That was the one thing I hated.


----------



## nULL (15 Aug 2003)

Minority? lol


----------



## R_J (15 Aug 2003)

null, I was convinced they were the majority until we did our parade for returning from roto 1 Croatia. We marched from Work Point to the Legislature. The streets had so many supporters along the entire route that I became sure that the military had a strong support base there. It‘s just that those same people don‘t have to live in a tree or wave stupid signs every couple days.


----------



## dalredane (22 Aug 2003)

You are correct about the peaceniks....where there are tall trees there will be tree huggers.  Of course BC is the California of Canada, so we do get our fair share of riff-raff as you can quite comfortably live outdoors on the street year-round.
However I do feel we also have a high concentration of veterans as well which boosts our local profile and stature.  Because of the climate, many of our old vets move here to retire.
Other posts are right...most of the peaceniks you see here are the same old ones at every protest, and also because we have a large university population which results in a large number of people marching to ideals and ideas as opposed to reality.


----------



## GrahamD (22 Aug 2003)

They have plenty of valid protests in Victoria.  Not the least of which is the protest against tuition hikes that takes place every year.


----------



## Infanteer (22 Aug 2003)

> They have plenty of valid protests in Victoria. Not the least of which is the protest against tuition hikes that takes place every year.


Because we shouldn‘t have to pay for anything in life, right.  Let someone else pick up the tab.


----------



## McInnes (22 Aug 2003)

Well ya, nothing in life comes free. But cummon, most university kids are scraping to make a living as it is, living off KD and peanut butter sandwiches. Albeit, there are kids who dont work a job while going to university and do let others pick up the tab, but a lot of them need every last penny they can get.


----------



## nULL (23 Aug 2003)

Times may have changed since you last attended classes Infanteer...it‘s very difficult to get a job, a REAL job without a post-secondary education. Nobody benefits when an entire generation of students start "real" life with crippling student loans that they can‘t immediately pay back.

McInnes, could I mail you with some questions about the Canadian Scottish?


----------



## McInnes (23 Aug 2003)

Null, I‘ll PM you.


----------



## GrahamD (23 Aug 2003)

> Because we shouldn‘t have to pay for anything in life, right. Let someone else pick up the tab.


The average debt owed by a post secondary graduate is $25,000.  I know this figure because it was a secial interest story on the news 2 or 3 nights ago.  This is after bursaries, scholarships, summer jobs, parental contributions, and loan and interest forgiveness.

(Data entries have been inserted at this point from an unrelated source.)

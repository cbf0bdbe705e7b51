//! Email code verification
//!
//! Two-step challenge gating entry into the registration store:
//!
//! ```text
//! NoPending --request_code--> PendingSent --verify_code(ok)--> NoPending (+ registration)
//!                                  |
//!                                  +--request_code--> PendingSent (code replaced)
//! ```
//!
//! No email is sent. The code is handed back to the caller so it can be
//! shown on screen.

use std::sync::Arc;

use chrono::{Duration, Utc};
use rand::Rng;

use super::store::RegistrationStore;
use super::types::{PendingVerification, Registration, VerificationError, CODE_MAX, CODE_MIN};
use crate::storage::BlobStore;

/// Registration state plus the outstanding challenge
pub struct RegistrationService {
    store: RegistrationStore,
    pending: Option<PendingVerification>,
    /// Codes older than this are rejected; `None` keeps them valid forever
    code_ttl: Option<Duration>,
}

impl RegistrationService {
    /// Load registrations from `blob`
    pub fn load(blob: Arc<dyn BlobStore>, code_ttl: Option<Duration>) -> Self {
        Self {
            store: RegistrationStore::load(blob),
            pending: None,
            code_ttl,
        }
    }

    pub fn registrations(&self) -> &[Registration] {
        self.store.registrations()
    }

    pub fn active(&self) -> Option<&str> {
        self.store.active()
    }

    pub fn pending(&self) -> Option<&PendingVerification> {
        self.pending.as_ref()
    }

    /// Start a challenge for `number` / `email`
    ///
    /// Replaces any earlier pending challenge.
    pub fn request_code(
        &mut self,
        number: &str,
        email: &str,
    ) -> Result<PendingVerification, VerificationError> {
        let number = number.trim();
        let email = email.trim();
        if number.is_empty() || email.is_empty() {
            return Err(VerificationError::MissingFields);
        }

        if let Some(previous) = &self.pending {
            tracing::debug!(lfl_number = %previous.number, "Replacing pending verification");
        }

        let pending = PendingVerification {
            number: number.to_string(),
            email: email.to_string(),
            code: generate_code(),
            requested_at: Utc::now(),
        };

        tracing::info!(
            lfl_number = %pending.number,
            email = %pending.email,
            code = %pending.code,
            "Verification code issued (not emailed)"
        );

        self.pending = Some(pending.clone());
        Ok(pending)
    }

    /// Check `input` against the pending code
    ///
    /// On success the number is registered (if new), made active and
    /// persisted, and the challenge is consumed.
    pub fn verify_code(&mut self, input: &str) -> Result<Registration, VerificationError> {
        let pending = self
            .pending
            .as_ref()
            .ok_or(VerificationError::NoPendingChallenge)?;

        if let Some(ttl) = self.code_ttl {
            if Utc::now() - pending.requested_at > ttl {
                tracing::info!(lfl_number = %pending.number, "Verification code expired");
                self.pending = None;
                return Err(VerificationError::CodeExpired);
            }
        }

        if input.trim() != pending.code {
            tracing::debug!(lfl_number = %pending.number, "Verification code mismatch");
            return Err(VerificationError::CodeMismatch);
        }

        let PendingVerification { number, email, .. } = match self.pending.take() {
            Some(pending) => pending,
            None => return Err(VerificationError::NoPendingChallenge),
        };

        if self.store.upsert(&number, &email) {
            tracing::info!(lfl_number = %number, email = %email, "Registered LFL number");
        } else {
            tracing::info!(lfl_number = %number, "LFL number already registered, re-selecting");
        }

        self.store.set_active(Some(&number))?;
        self.persist();

        self.store
            .get(&number)
            .cloned()
            .ok_or(VerificationError::UnknownNumber(number))
    }

    /// Change the active LFL number; an empty string clears the selection
    pub fn select_active(&mut self, number: &str) -> Result<(), VerificationError> {
        let number = number.trim();
        let selection = (!number.is_empty()).then_some(number);

        self.store.set_active(selection)?;
        self.persist();

        tracing::info!(active = ?selection, "Active LFL number changed");
        Ok(())
    }

    /// Write state back; in-memory state stays authoritative if this fails
    fn persist(&self) {
        if let Err(e) = self.store.save() {
            tracing::error!("Failed to persist registrations: {}", e);
        }
    }
}

/// Uniform six-digit code
fn generate_code() -> String {
    rand::thread_rng().gen_range(CODE_MIN..=CODE_MAX).to_string()
}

Besides, what does protesting against tuition hikes have to do with someone else picking up the tab?

No one is asking for you or anyone else to pick up any tab.  The schools charge more money every single year, not becasue they need too, but simply because they can.  It‘s the hard working students who suffer for it in the end.  The students who work two jobs, and still have to take out huge student loans, just to survive while they go to school.  Many of whom are now being forced out of an education because the cost is getting so catastrophicaly high.

 So the induviduals who have earned the marks to get in, and have worked their butts off to save money are being edged out by lesser students, who just happen to have rich parents.

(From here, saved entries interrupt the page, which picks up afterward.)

//! OCR Service
//!
//! Orchestrates OCR providers and exposes recognition as an event stream.

use std::pin::Pin;
use std::sync::Arc;
use std::task::{Context, Poll};

use futures::Stream;
use tokio::sync::mpsc;
use tokio::task::JoinHandle;

use super::{
    provider::{OcrProviderTrait, OllamaProvider, ProgressSink, TesseractProvider},
    types::{OcrError, OcrEvent, OcrProvider, OcrResult},
};

/// OCR service configuration
#[derive(Debug, Clone)]
pub struct OcrServiceConfig {
    /// Preferred provider order
    pub providers: Vec<OcrProvider>,
    /// Tesseract binary name or path
    pub tesseract_bin: String,
    /// Ollama base URL
    pub ollama_url: String,
    /// Ollama model name
    pub ollama_model: String,
    /// Default OCR language hint
    pub default_language: String,
}

impl Default for OcrServiceConfig {
    fn default() -> Self {
        Self {
            providers: vec![OcrProvider::Tesseract],
            tesseract_bin: "tesseract".to_string(),
            ollama_url: "http://localhost:11434".to_string(),
            ollama_model: "llava".to_string(),
            default_language: "jpn+eng".to_string(),
        }
    }
}

/// OCR service
///
/// Cheap to clone; providers are shared.
#[derive(Clone)]
pub struct OcrService {
    inner: Arc<OcrServiceInner>,
}

struct OcrServiceInner {
    default_language: String,
    providers: Vec<Arc<dyn OcrProviderTrait>>,
}

impl OcrService {
    /// Create a new OCR service from configuration
    pub fn new(config: OcrServiceConfig) -> Self {
        let mut providers: Vec<Arc<dyn OcrProviderTrait>> = Vec::new();

        for provider in &config.providers {
            match provider {
                OcrProvider::Tesseract => {
                    providers.push(Arc::new(TesseractProvider::new(&config.tesseract_bin)));
                }
                OcrProvider::Ollama => {
                    providers.push(Arc::new(OllamaProvider::new(
                        &config.ollama_url,
                        &config.ollama_model,
                    )));
                }
            }
        }

        Self::with_providers(&config.default_language, providers)
    }

    /// Create a service over explicit provider instances, tried in order
    pub fn with_providers(
        default_language: &str,
        providers: Vec<Arc<dyn OcrProviderTrait>>,
    ) -> Self {
        Self {
            inner: Arc::new(OcrServiceInner {
                default_language: default_language.to_string(),
                providers,
            }),
        }
    }

    pub fn default_language(&self) -> &str {
        &self.inner.default_language
    }

    /// Get available providers
    pub async fn available_providers(&self) -> Vec<OcrProvider> {
        let mut available = Vec::new();
        for provider in &self.inner.providers {
            if provider.is_available().await {
                available.push(provider.provider_type());
            }
        }
        available
    }

    /// Perform OCR, trying providers in order until one succeeds
    pub async fn recognize(
        &self,
        image_data: &[u8],
        language: Option<&str>,
        progress: &ProgressSink,
    ) -> Result<OcrResult, OcrError> {
        let lang = language.unwrap_or(&self.inner.default_language);
        let mut last_error = None;

        for provider in &self.inner.providers {
            if !provider.is_available().await {
                tracing::debug!("OCR provider {:?} unavailable, skipping", provider.provider_type());
                continue;
            }

            match provider.recognize(image_data, lang, progress).await {
                Ok(result) => return Ok(result),
                Err(e) => {
                    tracing::warn!(
                        "OCR provider {:?} failed: {}, trying next",
                        provider.provider_type(),
                        e
                    );
                    last_error = Some(e);
                }
            }
        }

        Err(last_error.unwrap_or_else(|| {
            OcrError::ProviderNotAvailable("No OCR providers available".to_string())
        }))
    }

    /// Start recognition in the background
    ///
    /// The returned job streams progress events and then one terminal
    /// [`OcrEvent::Finished`].
    pub fn start(&self, image_data: Vec<u8>, language: Option<String>) -> OcrJob {
        let (tx, rx) = mpsc::unbounded_channel();
        let service = self.clone();

        let handle = tokio::spawn(async move {
            let sink = ProgressSink::new(tx.clone());
            let result = service
                .recognize(&image_data, language.as_deref(), &sink)
                .await;
            let _ = tx.send(OcrEvent::Finished(result));
        });

        OcrJob {
            events: rx,
            handle,
            finished: false,
        }
    }
}

/// A running recognition
///
/// Dropping the job aborts the recognition task.
pub struct OcrJob {
    events: mpsc::UnboundedReceiver<OcrEvent>,
    handle: JoinHandle<()>,
    finished: bool,
}

impl OcrJob {
    /// Abort the recognition; the stream then ends with `Cancelled`
    pub fn cancel(&mut self) {
        self.handle.abort();
    }
}

impl Stream for OcrJob {
    type Item = OcrEvent;

    fn poll_next(mut self: Pin<&mut Self>, cx: &mut Context<'_>) -> Poll<Option<Self::Item>> {
        if self.finished {
            return Poll::Ready(None);
        }

        match self.events.poll_recv(cx) {
            Poll::Ready(Some(event)) => {
                if matches!(event, OcrEvent::Finished(_)) {
                    self.finished = true;
                }
                Poll::Ready(Some(event))
            }
            // Task ended without a terminal event: it was aborted
            Poll::Ready(None) => {
                self.finished = true;
                Poll::Ready(Some(OcrEvent::Finished(Err(OcrError::Cancelled))))
            }
            Poll::Pending => Poll::Pending,
        }
    }
}

impl Drop for OcrJob {
    fn drop(&mut self) {
        self.handle.abort();
    }
}

#[cfg(test)]
mod tests {
    use super::*;
    use crate::ocr::provider::ScriptedProvider;
    use futures::StreamExt;

    async fn collect(job: OcrJob) -> (Vec<f32>, Result<OcrResult, OcrError>) {
        let mut progress = Vec::new();
        let mut job = job;
        while let Some(event) = job.next().await {
            match event {
                OcrEvent::Progress(p) if p.is_recognizing() => progress.push(p.progress),
                OcrEvent::Progress(_) => {}
                OcrEvent::Finished(result) => return (progress, result),
            }
        }
        panic!("stream ended without a terminal event");
    }

    #[tokio::test]
    async fn test_ocr_service_creation() {
        let service = OcrService::new(OcrServiceConfig::default());
        assert_eq!(service.default_language(), "jpn+eng");
        assert_eq!(service.inner.providers.len(), 1);
    }

    #[tokio::test]
    async fn test_job_streams_progress_then_result() {
        let provider = ScriptedProvider::new(vec![Ok("Dune / Herbert".to_string())]);
        let service = OcrService::with_providers("eng", vec![Arc::new(provider)]);

        let (progress, result) = collect(service.start(vec![1, 2, 3], None)).await;

        assert_eq!(progress, vec![0.5, 1.0]);
        assert_eq!(result.unwrap().text, "Dune / Herbert");
    }

    #[tokio::test]
    async fn test_falls_back_to_next_provider() {
        let failing = ScriptedProvider::new(vec![Err(OcrError::ProcessingError("boom".into()))]);
        let working = ScriptedProvider::new(vec![Ok("ok".to_string())]);
        let service =
            OcrService::with_providers("eng", vec![Arc::new(failing), Arc::new(working)]);

        let result = service.recognize(b"img", None, &ProgressSink::discard()).await;
        assert_eq!(result.unwrap().text, "ok");
    }

    #[tokio::test]
    async fn test_no_available_provider() {
        let mut provider = ScriptedProvider::new(vec![Ok("never".to_string())]);
        provider.available = false;
        let service = OcrService::with_providers("eng", vec![Arc::new(provider)]);

        let (_, result) = collect(service.start(vec![], None)).await;
        assert!(matches!(result, Err(OcrError::ProviderNotAvailable(_))));
    }

    #[tokio::test]
    async fn test_cancelled_job_ends_with_cancelled() {
        struct Stalled;

        #[async_trait::async_trait]
        impl OcrProviderTrait for Stalled {
            fn provider_type(&self) -> OcrProvider {
                OcrProvider::Tesseract
            }
            async fn is_available(&self) -> bool {
                true
            }
            async fn recognize(
                &self,
                _image_data: &[u8],
                _language: &str,
                _progress: &ProgressSink,
            ) -> Result<OcrResult, OcrError> {
                futures::future::pending().await
            }
        }

        let service = OcrService::with_providers("eng", vec![Arc::new(Stalled)]);
        let mut job = service.start(vec![], None);
        job.cancel();

        let (_, result) = collect(job).await;
        assert!(matches!(result, Err(OcrError::Cancelled)));
    }
}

  I don‘t know know about you, but 20 years from now I‘d prefer to think I will be treated by a doctor who fought and earned their way through Med-School, than some spoiled rich kid who got passed through due to a lack of qualified students, and a doctor shortage.

If you listen very closely, on the day when your child comes to you to try and borrow enough money to pay for their degree, currently an average of $25,000 after all the breaks, and without a tuition freeze could possibly be $50,000 in 10-20 years, you will hear me laughing at you.  Wherever you are, just give a little listen, and remember that you said this:


> Because we shouldn‘t have to pay for anything in life, right. Let someone else pick up the tab.


----------



## Infanteer (23 Aug 2003)

> Well ya, nothing in life comes free. But cummon, most university kids are scraping to make a living as it is, living off KD and peanut butter sandwiches. Albeit, there are kids who dont work a job while going to university and do let others pick up the tab, but a lot of them need every last penny they can get.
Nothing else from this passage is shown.